Level 4 — Strong 🍄 Penis Envy ⚖️ 3g (session 1), 4g (session 2) 📍 Home, facilitated by therapist

Two sessions, two years later — what actually changed and what didn't

Two years after two facilitated psilocybin sessions for depression and PTSD. An honest accounting of what changed and what didn't.

long-term follow-up PE facilitated healing
About this report: Therapeutic. Presented for educational harm-reduction purposes. Details have been edited for clarity and privacy.

I did two facilitated psilocybin sessions in the spring of 2024 — both at home, both with my therapist present. I had treatment-resistant depression and what I'd since learned to call complex PTSD from a childhood that I won't describe in detail here. Conventional therapy and three antidepressants had produced partial improvement over years. The psilocybin sessions were not my last resort — but they were a meaningful escalation of what I was willing to try.
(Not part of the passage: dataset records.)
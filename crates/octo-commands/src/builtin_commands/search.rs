use anyhow::{anyhow, Result};
use async_trait::async_trait;

use crate::command_context::CommandContext;
use crate::command_registry::CommandHandler;
use crate::comment_render::render_related_issues;
use crate::issue_content::issue_with_comments;

/// `/search`: nearest issues by embedding distance.
pub struct SearchCommand;

#[async_trait]
impl CommandHandler for SearchCommand {
    async fn execute(&self, ctx: &CommandContext, _args: Option<&str>) -> Result<()> {
        let issue = ctx.require_issue()?;
        let index = ctx
            .services
            .issue_index
            .as_ref()
            .ok_or_else(|| anyhow!("issue search is not configured for this deployment"))?;
        let content = issue_with_comments(&ctx.github, ctx.registry(), issue, true).await?;
        let repo = ctx.github.repo();
        let related = index.search(&repo.owner, &repo.name, &content).await?;
        ctx.post_comment(&render_related_issues(issue.number, &related))
            .await
    }
}
use std::path::PathBuf;

use clap::{Parser, ValueEnum};

fn parse_positive_u64(value: &str) -> Result<u64, String> {
    let parsed = value
        .parse::<u64>()
        .map_err(|error| format!("failed to parse integer: {error}"))?;
    if parsed == 0 {
        return Err("value must be greater than 0".to_string());
    }
    Ok(parsed)
}

#[derive(Debug, Clone, Copy, PartialEq, Eq, ValueEnum)]
/// Enumerates supported `CliBackendAuthMode` values.
pub enum CliBackendAuthMode {
    /// Google ID token from the metadata server.
    Metadata,
    None,
}

#[derive(Debug, Parser)]
#[command(
    name = "octothink",
    about = "GitHub App that answers slash commands with LLM-backed actions",
    version
)]
/// Public struct `Cli` holding every startup option.
pub struct Cli {
    #[arg(
        long,
        env = "OCTO_BIND",
        default_value = "0.0.0.0:8080",
        help = "Address the webhook server listens on"
    )]
    pub bind: String,

    #[arg(
        long,
        env = "OCTO_CONFIG",
        default_value = "config.yml",
        help = "Path to the bot configuration file"
    )]
    pub config: PathBuf,

    #[arg(
        long = "backend-url",
        env = "BACKEND_URL",
        help = "Base URL of the completion backend"
    )]
    pub backend_url: String,

    #[arg(
        long = "backend-auth",
        env = "OCTO_BACKEND_AUTH",
        value_enum,
        default_value = "metadata",
        help = "How requests to the completion backend are authenticated"
    )]
    pub backend_auth: CliBackendAuthMode,

    #[arg(
        long = "github-bot-config",
        env = "GITHUB_BOT_CONFIG",
        hide_env_values = true,
        help = "GitHub App secrets as JSON: {APP_ID, WEBHOOK_SECRET, PRIVATE_KEY}"
    )]
    pub github_bot_config: Option<String>,

    #[arg(
        long = "github-token",
        env = "OCTO_GITHUB_TOKEN",
        hide_env_values = true,
        help = "Static GitHub token used instead of installation tokens (development only)"
    )]
    pub github_token: Option<String>,

    #[arg(
        long = "github-api-base",
        env = "OCTO_GITHUB_API_BASE",
        default_value = "https://api.github.com",
        help = "GitHub REST base URL; GraphQL is served from <base>/graphql"
    )]
    pub github_api_base: String,

    #[arg(
        long = "gcp-project",
        env = "GCLOUD_PROJECT",
        help = "GCP project hosting the issue index; issue search and indexing are disabled without it"
    )]
    pub gcp_project: Option<String>,

    #[arg(
        long = "request-timeout-ms",
        env = "OCTO_REQUEST_TIMEOUT_MS",
        default_value_t = 60_000,
        value_parser = parse_positive_u64,
        help = "Timeout for each outbound HTTP request"
    )]
    pub request_timeout_ms: u64,

    #[arg(
        long = "delivery-timeout-seconds",
        env = "OCTO_DELIVERY_TIMEOUT_SECONDS",
        default_value_t = 120,
        value_parser = parse_positive_u64,
        help = "Upper bound for handling one webhook delivery"
    )]
    pub delivery_timeout_seconds: u64,

    #[arg(
        long = "check-config",
        default_value_t = false,
        help = "Validate configuration and secrets, then exit"
    )]
    pub check_config: bool,
}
Two years out, I want to give an honest accounting of what changed and what didn't, because I've seen too many accounts that are either glowingly transformational or disillusioned disappointments, and my experience was neither.

What changed permanently: The baseline quality of my inner life improved meaningfully. Before the sessions, I had a persistent background noise — a kind of low-level dread that I'd lived with so long I thought it was personality. That noise is quieter now. Not absent, but no longer dominant. My therapist says I'm more 'available' in sessions — less defended, more able to access and talk about difficult material.

What changed temporarily, then needed work to maintain: The immediate post-session weeks were exceptional. I slept better, related to people more openly, had more energy for things I care about. That period faded after 6–8 weeks. The lasting version required the integration work to follow — continuing therapy, deliberate practice of the insights, and eventually a third session (8 months after the second) to address material that had emerged but not resolved.

What didn't change: My fundamental personality — still introverted, still prone to overthinking, still moved by the same things. The depression didn't disappear; it became more manageable and less identity-defining. I still have difficult periods. They're shorter and I have better tools now.

The honest summary: psilocybin didn't heal me. It opened a door that made healing more possible. Walking through that door required everything that came after — and continues to require it. If you're imagining a two-session cure, recalibrate. If you're asking whether it was worth it: yes. By a considerable margin.

Integration note: Long-term outcomes are shaped by integration work, not just the sessions themselves. The neuroplasticity window created by psilocybin requires active use — therapy, behavioral change, relational work — to produce lasting change.